[What you should do]
Repeat precisely the span of lines below that opens with the line containing "fn validation(path: &str, reason: impl" and closes with the line containing "is left unchanged.", both included.

[Source material]
//! Bounded compile worker pool.
//!
//! Moves backend calls off the reactor thread. Jobs travel over a bounded
//! channel; results come back over a completion channel and the reactor is
//! woken through its mio `Waker`. Each job carries the connection id and a
//! serial so the reactor can drop results for connections that closed while
//! their compile was running.

use crate::backend::{Artifact, CompileError, SharedBackend};
use crate::protocol::ShaderKind;
use crossbeam_channel::{Receiver, Sender, TrySendError};
use mio::Waker;
use std::io;
use std::sync::Arc;
use std::thread::{self, JoinHandle};
use tracing::{debug, warn};

/// Source handed to a worker.
#[derive(Debug)]
pub struct Job {
    pub conn_id: usize,
    pub serial: u64,
    pub kind: ShaderKind,
    pub source: Vec<u8>,
}

/// Result handed back to the reactor.
#[derive(Debug)]
pub struct Completion {
    pub conn_id: usize,
    pub serial: u64,
    pub kind: ShaderKind,
    pub result: Result<Artifact, CompileError>,
}

pub struct CompilePool {
    jobs: Option<Sender<Job>>,
    completions: Receiver<Completion>,
    workers: Vec<JoinHandle<()>>,
}

impl CompilePool {
    /// Spawn `workers` threads sharing a queue of `queue_depth` pending jobs.
    pub fn new(
        workers: usize,
        queue_depth: usize,
        backend: SharedBackend,
        waker: Arc<Waker>,
    ) -> io::Result<Self> {
        let (job_tx, job_rx) = crossbeam_channel::bounded(queue_depth);
        let (done_tx, done_rx) = crossbeam_channel::unbounded();

        let mut handles = Vec::with_capacity(workers);
        for worker_id in 0..workers {
            let job_rx = job_rx.clone();
            let done_tx = done_tx.clone();
            let backend = Arc::clone(&backend);
            let waker = Arc::clone(&waker);

            let handle = thread::Builder::new()
                .name(format!("compile-{worker_id}"))
                .spawn(move || worker_loop(worker_id, job_rx, done_tx, backend, waker))?;
            handles.push(handle);
        }

        Ok(Self {
            jobs: Some(job_tx),
            completions: done_rx,
            workers: handles,
        })
    }

    /// Queue a job without blocking. Hands the job back when the queue is full.
    pub fn submit(&self, job: Job) -> Result<(), Job> {
        let Some(jobs) = &self.jobs else {
            return Err(job);
        };
        match jobs.try_send(job) {
            Ok(()) => Ok(()),
            Err(TrySendError::Full(job)) | Err(TrySendError::Disconnected(job)) => Err(job),
        }
    }

    /// Drain finished compilations without blocking.
    pub fn completions(&self) -> impl Iterator<Item = Completion> + '_ {
        self.completions.try_iter()
    }

    pub fn worker_count(&self) -> usize {
        self.workers.len()
    }
}

impl Drop for CompilePool {
    fn drop(&mut self) {
        // Closing the job channel lets idle workers exit.
        self.jobs.take();
        for handle in self.workers.drain(..) {
            let _ = handle.join();
        }
    }
}

fn worker_loop(
    worker_id: usize,
    jobs: Receiver<Job>,
    done: Sender<Completion>,
    backend: SharedBackend,
    waker: Arc<Waker>,
) {
    debug!(worker = worker_id, "Compile worker started");

    // Ends once the pool drops its sender and the queue is drained.
    for job in jobs.iter() {
        let result = backend.compile(job.kind, &job.source);
        let completion = Completion {
            conn_id: job.conn_id,
            serial: job.serial,
            kind: job.kind,
            result,
        };
        if done.send(completion).is_err() {
            break;
        }
        if let Err(e) = waker.wake() {
            warn!(worker = worker_id, error = %e, "Failed to wake reactor");
        }
    }

    debug!(worker = worker_id, "Compile worker stopped");
}
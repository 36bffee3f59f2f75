//! Record source port
//!
//! Defines the interface for reading raw records.

use super::super::models::RawRecord;

/// A provider of raw records
///
/// Implementations decide where records come from and in what order; the
/// order they return is the load order.
pub trait RecordSource: Send + Sync {
    /// Read every record, in load order
    fn records(&self) -> anyhow::Result<Vec<RawRecord>>;

    /// Short human-readable description of the source (e.g., a directory)
    fn describe(&self) -> String {
        "records".to_string()
    }
}
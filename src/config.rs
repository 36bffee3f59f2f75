//! Site configuration
//!
//! Read from `quire.toml` at the site root. Every key is optional; a site
//! without the file uses the defaults.
//!
//! ```toml
//! [content]
//! posts_dir = "_posts"
//! drafts_dir = "_drafts"
//! extensions = ["md", "markdown", "html"]
//! include_drafts = true
//! ```

use std::fs;
use std::path::{Path, PathBuf};

use serde::{Deserialize, Serialize};
use thiserror::Error;

use crate::paths;

/// Errors reading the site configuration
#[derive(Debug, Error)]
pub enum ConfigError {
    /// The file exists but could not be read
    #[error("failed to read {path}: {source}")]
    Io {
        /// Config file path
        path: PathBuf,
        /// Underlying I/O error
        #[source]
        source: std::io::Error,
    },

    /// The file is not valid TOML or has wrongly typed keys
    #[error("invalid config {path}: {source}")]
    Parse {
        /// Config file path
        path: PathBuf,
        /// Underlying TOML error
        #[source]
        source: toml::de::Error,
    },
}

/// Site-wide configuration
#[derive(Debug, Clone, Default, PartialEq, Eq, Serialize, Deserialize)]
pub struct SiteConfig {
    /// Where content lives and which files count
    #[serde(default)]
    pub content: ContentConfig,
}

/// Content discovery settings
#[derive(Debug, Clone, PartialEq, Eq, Serialize, Deserialize)]
pub struct ContentConfig {
    /// Directory of published posts, relative to the site root
    #[serde(default = "default_posts_dir")]
    pub posts_dir: String,

    /// Directory of drafts, relative to the site root
    #[serde(default = "default_drafts_dir")]
    pub drafts_dir: String,

    /// File extensions treated as documents (without the dot)
    #[serde(default = "default_extensions")]
    pub extensions: Vec<String>,

    /// Whether drafts are read at all
    #[serde(default = "default_include_drafts")]
    pub include_drafts: bool,
}

fn default_posts_dir() -> String {
    paths::DEFAULT_POSTS_DIR.to_string()
}

fn default_drafts_dir() -> String {
    paths::DEFAULT_DRAFTS_DIR.to_string()
}

fn default_extensions() -> Vec<String> {
    ["md", "markdown", "html"].into_iter().map(String::from).collect()
}

const fn default_include_drafts() -> bool {
    true
}

impl Default for ContentConfig {
    fn default() -> Self {
        Self {
            posts_dir: default_posts_dir(),
            drafts_dir: default_drafts_dir(),
            extensions: default_extensions(),
            include_drafts: default_include_drafts(),
        }
    }
}

impl ContentConfig {
    /// Whether a file extension is one of the configured document types
    #[must_use]
    pub fn accepts_extension(&self, ext: &str) -> bool {
        self.extensions.iter().any(|e| e.trim_start_matches('.').eq_ignore_ascii_case(ext))
    }
}

impl SiteConfig {
    /// Load `quire.toml` from a site root, or the defaults if it is absent
    pub fn load(root: &Path) -> Result<Self, ConfigError> {
        let path = paths::config_file(root);
        if !path.exists() {
            log::debug!("No {} in {}, using defaults", paths::CONFIG_FILE, root.display());
            return Ok(Self::default());
        }

        let content = fs::read_to_string(&path).map_err(|source| ConfigError::Io {
            path: path.clone(),
            source,
        })?;
        toml::from_str(&content).map_err(|source| ConfigError::Parse { path, source })
    }
}
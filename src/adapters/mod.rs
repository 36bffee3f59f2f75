//! Adapter implementations for port traits
//!
//! This module contains concrete record sources:
//!
//! - `site/` - Jekyll-style site directory (`_posts/`, `_drafts/`)
//! - `memory` - Records held in memory

pub mod memory;
pub mod site;

pub use memory::MemorySource;
pub use site::{SiteSource, SourceError};
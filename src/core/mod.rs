//! Core domain logic for quire
//!
//! This module contains the pure content model with no I/O dependencies.
//! Where records come from is abstracted through port traits.
//!
//! ## Architecture
//!
//! - `models/` - Domain types (Document, RawRecord, Status, CodeBlock)
//! - `services/` - Loading, validation and queries
//! - `ports/` - Trait definitions for record sources

pub mod models;
pub mod ports;
pub mod services;
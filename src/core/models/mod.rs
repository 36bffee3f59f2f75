//! Domain models for quire
//!
//! Pure data structures with no I/O dependencies.
//!
//! - [`RawRecord`] - One unvalidated file-like unit: path, front matter, body
//! - [`Document`] - A validated draft or post
//! - [`Status`] - Draft or published
//! - [`CodeBlock`] - A code sample embedded in a body

mod code_block;
mod document;
mod record;
mod status;

pub use code_block::{CodeBlock, extract_code_blocks};
pub use document::{DEFAULT_LAYOUT, Document};
pub use record::{FrontMatter, RawRecord, StringList, Term};
pub use status::Status;
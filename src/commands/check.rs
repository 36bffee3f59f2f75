//! Check command - validate every document of a site

use std::path::Path;

use quire::adapters::SiteSource;
use quire::core::ports::RecordSource;
use quire::core::services::load;
use quire::output::{CheckReport, OutputMode, Rejection};

/// Load the whole site and report every rejected file or record
///
/// Exits with status 1 when anything was rejected.
pub fn check(root: &Path, mode: OutputMode) -> anyhow::Result<()> {
    let source = SiteSource::open(root)?;
    let scan = source.scan()?;

    let mut rejected: Vec<Rejection> = scan.failures.iter().map(Rejection::from).collect();
    let report = load(scan.records);
    rejected.extend(report.errors.iter().map(Rejection::from));

    let result = CheckReport {
        passed: rejected.is_empty(),
        source: source.describe(),
        loaded: report.repository.len(),
        rejected,
    };

    result.render(mode);

    if !result.passed {
        std::process::exit(1);
    }

    Ok(())
}
//! Load service - turns raw records into a validated repository
//!
//! A record that fails validation is rejected on its own: the error is
//! reported and loading continues with the next record. A rejected record
//! never reaches the repository, and an earlier document holding the same
//! path is kept.

use std::collections::{BTreeSet, HashMap};

use chrono::NaiveDate;
use log::{debug, info, warn};
use thiserror::Error;

use crate::core::models::{DEFAULT_LAYOUT, Document, RawRecord, Status};
use crate::core::ports::RecordSource;

use super::repository::ContentRepository;

/// Errors raised while loading a single record
#[derive(Debug, Clone, PartialEq, Eq, Error)]
pub enum LoadError {
    /// Required metadata is missing or malformed
    #[error("invalid document {path}: {reason}")]
    Validation {
        /// Logical path of the rejected record
        path: String,
        /// What was wrong with it
        reason: String,
    },

    /// The path is already held by a loaded document
    #[error("duplicate document path: {path}")]
    DuplicatePath {
        /// The colliding logical path
        path: String,
    },
}

impl LoadError {
    fn validation(path: &str, reason: impl Into<String>) -> Self {
        Self::Validation {
            path: path.to_string(),
            reason: reason.into(),
        }
    }

    /// Logical path of the record that failed
    #[must_use]
    pub fn path(&self) -> &str {
        match self {
            Self::Validation { path, .. } | Self::DuplicatePath { path } => path,
        }
    }

    /// Short machine-readable name of the error kind
    #[must_use]
    pub const fn kind(&self) -> &'static str {
        match self {
            Self::Validation { .. } => "validation",
            Self::DuplicatePath { .. } => "duplicate_path",
        }
    }
}

/// Outcome of loading a batch of records
#[derive(Debug, Clone, Default)]
pub struct LoadReport {
    /// The documents that passed validation
    pub repository: ContentRepository,

    /// One error per rejected record, in input order
    pub errors: Vec<LoadError>,
}

impl LoadReport {
    /// Whether every record was accepted
    #[must_use]
    pub fn is_clean(&self) -> bool {
        self.errors.is_empty()
    }
}

/// Accumulates validated documents before freezing them into a repository
#[derive(Debug, Default)]
pub struct RepositoryBuilder {
    documents: Vec<Document>,
    index: HashMap<String, usize>,
}

impl RepositoryBuilder {
    /// Create an empty builder
    #[must_use]
    pub fn new() -> Self {
        Self::default()
    }

    /// Validate one record and add it
    ///
    /// On error the builder is left unchanged.
    pub fn insert(&mut self, record: RawRecord) -> Result<&Document, LoadError> {
        if self.index.contains_key(&record.path) {
            return Err(LoadError::DuplicatePath { path: record.path });
        }

        let document = parse_record(record)?;
        debug!("Loaded {} ({})", document.path, document.status);

        let position = self.documents.len();
        self.index.insert(document.path.clone(), position);
        self.documents.push(document);
        Ok(&self.documents[position])
    }

    /// Number of documents accepted so far
    #[must_use]
    pub fn len(&self) -> usize {
        self.documents.len()
    }

    /// Whether no document has been accepted yet
    #[must_use]
    pub fn is_empty(&self) -> bool {
        self.documents.is_empty()
    }

    /// Freeze the accepted documents into a read-only repository
    #[must_use]
    pub fn build(self) -> ContentRepository {
        ContentRepository::from_parts(self.documents, self.index)
    }
}

/// Load an ordered batch of records
///
/// Every record is attempted; rejected ones are reported in
/// [`LoadReport::errors`].
pub fn load<I>(records: I) -> LoadReport
where
    I: IntoIterator<Item = RawRecord>,
{
    let mut builder = RepositoryBuilder::new();
    let mut errors = Vec::new();

    for record in records {
        if let Err(err) = builder.insert(record) {
            warn!("Rejected record: {err}");
            errors.push(err);
        }
    }

    info!("Loaded {} document(s), rejected {}", builder.len(), errors.len());

    LoadReport {
        repository: builder.build(),
        errors,
    }
}

/// Load every record a source provides
pub fn load_from<S>(source: &S) -> anyhow::Result<LoadReport>
where
    S: RecordSource + ?Sized,
{
    Ok(load(source.records()?))
}

/// Validate a record and convert it into a document
fn parse_record(record: RawRecord) -> Result<Document, LoadError> {
    let RawRecord { path, metadata, body } = record;

    if path.trim().is_empty() {
        return Err(LoadError::validation(&path, "path is empty"));
    }

    let status = match metadata.status.as_deref() {
        Some(raw) => raw.parse::<Status>().map_err(|e| LoadError::validation(&path, e))?,
        None if metadata.published == Some(false) => Status::Draft,
        None => Status::from_path(&path),
    };

    let date = match metadata.date.as_deref() {
        Some(raw) => Some(
            parse_date(raw)
                .ok_or_else(|| LoadError::validation(&path, format!("unparseable date '{raw}'")))?,
        ),
        None => None,
    };

    if status.requires_date() && date.is_none() {
        return Err(LoadError::validation(&path, "published document has no date"));
    }

    let categories: BTreeSet<String> = metadata.category_items().into_iter().collect();
    let tags: BTreeSet<String> = metadata.tag_items().into_iter().collect();

    Ok(Document {
        status,
        layout: metadata.layout.unwrap_or_else(|| DEFAULT_LAYOUT.to_string()),
        title: metadata.title.unwrap_or_default(),
        date,
        categories,
        tags,
        author: metadata.author.filter(|a| !a.trim().is_empty()),
        body,
        extra: metadata.extra,
        path,
    })
}

/// Parse an ISO-8601 date, or the date part of a datetime
///
/// Accepts `2014-08-26`, `2014-08-26 10:00:00 +0200` and
/// `2014-08-26T10:00:00Z`.
#[must_use]
pub fn parse_date(raw: &str) -> Option<NaiveDate> {
    let raw = raw.trim();
    let day = raw.get(..10)?;
    let rest = &raw[10..];
    if !(rest.is_empty() || rest.starts_with(' ') || rest.starts_with('T')) {
        return None;
    }
    NaiveDate::parse_from_str(day, "%Y-%m-%d").ok()
}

[Task solution]
    fn validation(path: &str, reason: impl Into<String>) -> Self {
        Self::Validation {
            path: path.to_string(),
            reason: reason.into(),
        }
    }

    /// Logical path of the record that failed
    #[must_use]
    pub fn path(&self) -> &str {
        match self {
            Self::Validation { path, .. } | Self::DuplicatePath { path } => path,
        }
    }

    /// Short machine-readable name of the error kind
    #[must_use]
    pub const fn kind(&self) -> &'static str {
        match self {
            Self::Validation { .. } => "validation",
            Self::DuplicatePath { .. } => "duplicate_path",
        }
    }
}

/// Outcome of loading a batch of records
#[derive(Debug, Clone, Default)]
pub struct LoadReport {
    /// The documents that passed validation
    pub repository: ContentRepository,

    /// One error per rejected record, in input order
    pub errors: Vec<LoadError>,
}

impl LoadReport {
    /// Whether every record was accepted
    #[must_use]
    pub fn is_clean(&self) -> bool {
        self.errors.is_empty()
    }
}

/// Accumulates validated documents before freezing them into a repository
#[derive(Debug, Default)]
pub struct RepositoryBuilder {
    documents: Vec<Document>,
    index: HashMap<String, usize>,
}

impl RepositoryBuilder {
    /// Create an empty builder
    #[must_use]
    pub fn new() -> Self {
        Self::default()
    }

    /// Validate one record and add it
    ///
    /// On error the builder is left unchanged.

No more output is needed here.